Let me preface the following by saying I don’t normally comment on the
hobby’s legal matters because quite frankly, I don’t feel qualified to
do so. Much of the legalese that peppers the press releases often
leaves me more confused than I am after watching an episode of “Lost.”
And I’m talking about those recap episodes where they try and clear up
any confusion with the “Lost for Dummies” subtitles running along the
bottom of the screen.
But after reviewing all the facts (well, at least the facts that we
have access to) in the MLB-Upper Deck trademark infringement battle
that came to an abrupt ending March 3 with an out-of-court settlement
that left MLB grinning and UD and all their fans out there scratching
their heads, I’m scratching my head as well.

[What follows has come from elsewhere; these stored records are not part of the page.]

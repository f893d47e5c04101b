//! Google Gemini `generateContent` client.

use std::time::Duration;

use async_trait::async_trait;
use secrecy::{ExposeSecret, SecretString};
use serde::{Deserialize, Serialize};
use tracing::debug;

use crate::error::LlmError;

use super::http::{build_client, check_status, transport_error};
use super::provider::{CompletionRequest, CompletionResponse, FinishReason, LlmProvider, Role};

pub const DEFAULT_GEMINI_URL: &str = "https://generativelanguage.googleapis.com";

const PROVIDER: &str = "gemini";

/// Gemini REST provider.
pub struct GeminiProvider {
    client: reqwest::Client,
    base_url: String,
    api_key: SecretString,
    model: String,
}

impl GeminiProvider {
    pub fn new(
        api_key: SecretString,
        model: impl Into<String>,
        base_url: Option<String>,
        timeout: Duration,
    ) -> Result<Self, LlmError> {
        Ok(Self {
            client: build_client(PROVIDER, timeout)?,
            base_url: base_url.unwrap_or_else(|| DEFAULT_GEMINI_URL.to_string()),
            api_key,
            model: model.into(),
        })
    }

    fn endpoint(&self) -> String {
        format!(
            "{}/v1beta/models/{}:generateContent",
            self.base_url.trim_end_matches('/'),
            self.model
        )
    }
}

#[async_trait]
impl LlmProvider for GeminiProvider {
    fn model_name(&self) -> &str {
        &self.model
    }

    async fn complete(&self, request: CompletionRequest) -> Result<CompletionResponse, LlmError> {
        let body = GenerateContentRequest::from(&request);
        debug!(model = %self.model, turns = body.contents.len(), "Sending generateContent request");

        let response = self
            .client
            .post(self.endpoint())
            .header("x-goog-api-key", self.api_key.expose_secret())
            .json(&body)
            .send()
            .await
            .map_err(|e| transport_error(PROVIDER, e))?;
        let response = check_status(PROVIDER, response).await?;

        let parsed: GenerateContentResponse =
            response.json().await.map_err(|e| LlmError::InvalidResponse {
                provider: PROVIDER.to_string(),
                reason: e.to_string(),
            })?;

        parsed.into_completion()
    }
}

// ── Wire format ─────────────────────────────────────────────────────────

#[derive(Debug, Serialize)]
#[serde(rename_all = "camelCase")]
struct GenerateContentRequest {
    contents: Vec<Content>,
    #[serde(skip_serializing_if = "Option::is_none")]
    system_instruction: Option<Content>,
    #[serde(skip_serializing_if = "Option::is_none")]
    generation_config: Option<GenerationConfig>,
}

#[derive(Debug, Serialize, Deserialize, Default)]
struct Content {
    #[serde(default, skip_serializing_if = "Option::is_none")]
    role: Option<String>,
    #[serde(default)]
    parts: Vec<Part>,
}

#[derive(Debug, Serialize, Deserialize)]
struct Part {
    #[serde(default)]
    text: String,
}

#[derive(Debug, Serialize)]
#[serde(rename_all = "camelCase")]
struct GenerationConfig {
    #[serde(skip_serializing_if = "Option::is_none")]
    max_output_tokens: Option<u32>,
    #[serde(skip_serializing_if = "Option::is_none")]
    temperature: Option<f32>,
}

impl From<&CompletionRequest> for GenerateContentRequest {
    fn from(request: &CompletionRequest) -> Self {
        let system: Vec<Part> = request
            .messages
            .iter()
            .filter(|m| m.role == Role::System)
            .map(|m| Part {
                text: m.content.clone(),
            })
            .collect();

        let contents = request
            .messages
            .iter()
            .filter(|m| m.role != Role::System)
            .map(|m| Content {
                role: Some(
                    match m.role {
                        Role::Assistant => "model",
                        _ => "user",
                    }
                    .to_string(),
                ),
                parts: vec![Part {
                    text: m.content.clone(),
                }],
            })
            .collect();

        let generation_config = if request.max_tokens.is_some() || request.temperature.is_some() {
            Some(GenerationConfig {
                max_output_tokens: request.max_tokens,
                temperature: request.temperature,
            })
        } else {
            None
        };

        Self {
            contents,
            system_instruction: (!system.is_empty()).then(|| Content {
                role: None,
                parts: system,
            }),
            generation_config,
        }
    }
}

#[derive(Debug, Deserialize)]
#[serde(rename_all = "camelCase")]
struct GenerateContentResponse {
    #[serde(default)]
    candidates: Vec<Candidate>,
    #[serde(default)]
    usage_metadata: Option<UsageMetadata>,
}

#[derive(Debug, Deserialize)]
#[serde(rename_all = "camelCase")]
struct Candidate {
    #[serde(default)]
    content: Content,
    #[serde(default)]
    finish_reason: Option<String>,
}

#[derive(Debug, Deserialize)]
#[serde(rename_all = "camelCase")]
struct UsageMetadata {
    #[serde(default)]
    prompt_token_count: u32,
    #[serde(default)]
    candidates_token_count: u32,
}

impl GenerateContentResponse {
    fn into_completion(self) -> Result<CompletionResponse, LlmError> {
        let candidate = self
            .candidates
            .into_iter()
            .next()
            .ok_or_else(|| LlmError::InvalidResponse {
                provider: PROVIDER.to_string(),
                reason: "response contained no candidates".to_string(),
            })?;

        let content: String = candidate
            .content
            .parts
            .into_iter()
            .map(|p| p.text)
            .collect::<Vec<_>>()
            .join("");

        let finish_reason = match candidate.finish_reason.as_deref() {
            Some("STOP") => FinishReason::Stop,
            Some("MAX_TOKENS") => FinishReason::Length,
            Some("SAFETY") | Some("RECITATION") | Some("BLOCKLIST") => FinishReason::ContentFilter,
            _ => FinishReason::Unknown,
        };

        if content.trim().is_empty() {
            return Err(LlmError::InvalidResponse {
                provider: PROVIDER.to_string(),
                reason: format!("empty candidate text (finish reason {finish_reason:?})"),
            });
        }

        let (input_tokens, output_tokens) = self
            .usage_metadata
            .map(|u| (u.prompt_token_count, u.candidates_token_count))
            .unwrap_or_default();

        Ok(CompletionResponse {
            content,
            input_tokens,
            output_tokens,
            finish_reason,
        })
    }
}

#[cfg(test)]
mod tests {
    use super::*;
    use crate::llm::provider::ChatMessage;

    fn provider(base_url: &str) -> GeminiProvider {
        GeminiProvider::new(
            SecretString::from("test-key"),
            "gemini-1.5-flash",
            Some(base_url.to_string()),
            Duration::from_secs(5),
        )
        .unwrap()
    }

    #[test]
    fn request_maps_system_messages_to_instruction() {
        let request = CompletionRequest::new(vec![
            ChatMessage::system("be kind"),
            ChatMessage::user("hi"),
            ChatMessage::assistant("hello"),
        ])
        .with_temperature(0.4);

        let body = serde_json::to_value(GenerateContentRequest::from(&request)).unwrap();
        assert_eq!(body["systemInstruction"]["parts"][0]["text"], "be kind");
        assert_eq!(body["contents"].as_array().unwrap().len(), 2);
        assert_eq!(body["contents"][1]["role"], "model");
        assert!((body["generationConfig"]["temperature"].as_f64().unwrap() - 0.4).abs() < 1e-6);
        assert!(body["generationConfig"].get("maxOutputTokens").is_none());
    }

    #[test]
    fn request_without_options_omits_generation_config() {
        let body =
            serde_json::to_value(GenerateContentRequest::from(&CompletionRequest::prompt("x")))
                .unwrap();
        assert!(body.get("generationConfig").is_none());
        assert!(body.get("systemInstruction").is_none());
    }

    #[tokio::test]
    async fn complete_joins_candidate_parts() {
        let server = wiremock::MockServer::start().await;
        wiremock::Mock::given(wiremock::matchers::method("POST"))
            .and(wiremock::matchers::path(
                "/v1beta/models/gemini-1.5-flash:generateContent",
            ))
            .and(wiremock::matchers::header("x-goog-api-key", "test-key"))
            .respond_with(wiremock::ResponseTemplate::new(200).set_body_json(
                serde_json::json!({
                    "candidates": [{
                        "content": {
                            "role": "model",
                            "parts": [{"text": "What a "}, {"text": "lovely answer."}]
                        },
                        "finishReason": "STOP"
                    }],
                    "usageMetadata": {"promptTokenCount": 12, "candidatesTokenCount": 4}
                }),
            ))
            .mount(&server)
            .await;

        let response = provider(&server.uri())
            .complete(CompletionRequest::prompt("hi"))
            .await
            .unwrap();
        assert_eq!(response.content, "What a lovely answer.");
        assert_eq!(response.finish_reason, FinishReason::Stop);
        assert_eq!(response.input_tokens, 12);
        assert_eq!(response.output_tokens, 4);
    }

    #[tokio::test]
    async fn complete_maps_auth_failure() {
        let server = wiremock::MockServer::start().await;
        wiremock::Mock::given(wiremock::matchers::method("POST"))
            .respond_with(wiremock::ResponseTemplate::new(403))
            .mount(&server)
            .await;

        let err = provider(&server.uri())
            .complete(CompletionRequest::prompt("hi"))
            .await
            .unwrap_err();
        assert!(matches!(err, LlmError::AuthFailed { .. }));
    }

    #[tokio::test]
    async fn complete_maps_rate_limit_with_retry_after() {
        let server = wiremock::MockServer::start().await;
        wiremock::Mock::given(wiremock::matchers::method("POST"))
            .respond_with(wiremock::ResponseTemplate::new(429).insert_header("retry-after", "7"))
            .mount(&server)
            .await;

        let err = provider(&server.uri())
            .complete(CompletionRequest::prompt("hi"))
            .await
            .unwrap_err();
        match err {
            LlmError::RateLimited { retry_after, .. } => {
                assert_eq!(retry_after, Some(Duration::from_secs(7)));
            }
            other => panic!("expected RateLimited, got {other:?}"),
        }
    }

    #[tokio::test]
    async fn complete_rejects_empty_candidates() {
        let server = wiremock::MockServer::start().await;
        wiremock::Mock::given(wiremock::matchers::method("POST"))
            .respond_with(
                wiremock::ResponseTemplate::new(200)
                    .set_body_json(serde_json::json!({"candidates": []})),
            )
            .mount(&server)
            .await;

        let err = provider(&server.uri())
            .complete(CompletionRequest::prompt("hi"))
            .await
            .unwrap_err();
        assert!(matches!(err, LlmError::InvalidResponse { .. }));
    }

    #[tokio::test]
    async fn complete_reports_server_error_body() {
        let server = wiremock::MockServer::start().await;
        wiremock::Mock::given(wiremock::matchers::method("POST"))
            .respond_with(wiremock::ResponseTemplate::new(500).set_body_string("backend down"))
            .mount(&server)
            .await;

        let err = provider(&server.uri())
            .complete(CompletionRequest::prompt("hi"))
            .await
            .unwrap_err();
        match err {
            LlmError::RequestFailed { reason, .. } => assert!(reason.contains("backend down")),
            other => panic!("expected RequestFailed, got {other:?}"),
        }
    }
}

To recap, the suit, in which Major League Baseball Properties alleged
had broken trademark infringement laws by producing three unlicensed
card products released early this year, was settled out of court for an
unspecified amount (UD was forced to pay the $2.4 million debt it owed
MLB from 2009 plus a substantial amount in damages for 2010
violations). The suit ends with UD being allowed to continue
sales of the three Upper Deck baseball card products, 2009 Signatures
Stars, 2009 Ultimate Collection and 2010 Series 1 Baseball, but will be
prohibited from producing any other baseball brands moving forward.
Despite the fact that the case never made it to its scheduled April 19
court date, we definitely got a clear-cut winner. MLB Properties got
exactly what it wanted and wrapped things up prior to Opening Day which
was likely just a bonus from their perspective.
It didn’t appear to be a fair fight from the outset, and as it turned
out, it wasn’t. From where I’m sitting, it appears Upper Deck put on
its best poker face and went all in with a pair of deuces with MLB
calling the bluff while sitting on a pair of aces. But the strangest
part of the whole thing was because UD had gone down a similar road in
the past and is well aware of the hobby’s history of challenging
exclusivity/licensing laws, but they still pushed all their chips into
the middle of the table.
To be honest, when the battle first became public and the details of
the case were sorted out, I defended UD saying “there’s no way they
challenge the system like they are if they don’t have a loophole up
their sleeve that will legally get them around the trademark issues.”
My thought process was: no company in its right mind, especially one
coming fresh off a lost lawsuit (Konami) in which they reportedly
forked over millions), would take on MLB without an ace
in the hole. I initially thought the mysterious “loophole” would be a
significant one and could ultimately change the landscape of the hobby
as well as shakeup the licensing laws throughout the sports world. But
after the quick ruling and subsequent settlement, those predictions
were about as accurate as those who cried wolf over the Y2K scare.
But now that the dust has cleared and the settlement has been resolved
with Upper Deck basically agreeing as part of the settlement to not
produce anything resembling a regular-issue baseball card in the
forseable future, I’m back to scratching my nugget.
The agreement prohibits UD from going the air-brushing route as well,
so unless your a fan of seeing baseball players in their street clothes
don’t expect much out of the UD camp as far as baseball products moving
forward. And for some, that will be fine. But it definitely makes you
wonder what UD officials were thinking when they decided to produce
three different sets of the unlicensed baseball cards and take on the
mighty MLB boys doesn’t it? When I come up with that ace in the hole I
referred to earlier I’ll pass it along to you. Until then, we’ll just
have to assume the company might have seen the end of the road coming
and went all in with empty pockets, no gameplan and what appears to be
a very limited shelf life remaining in the hobby. I hope that’s not the case but their actions are very questionable as of late.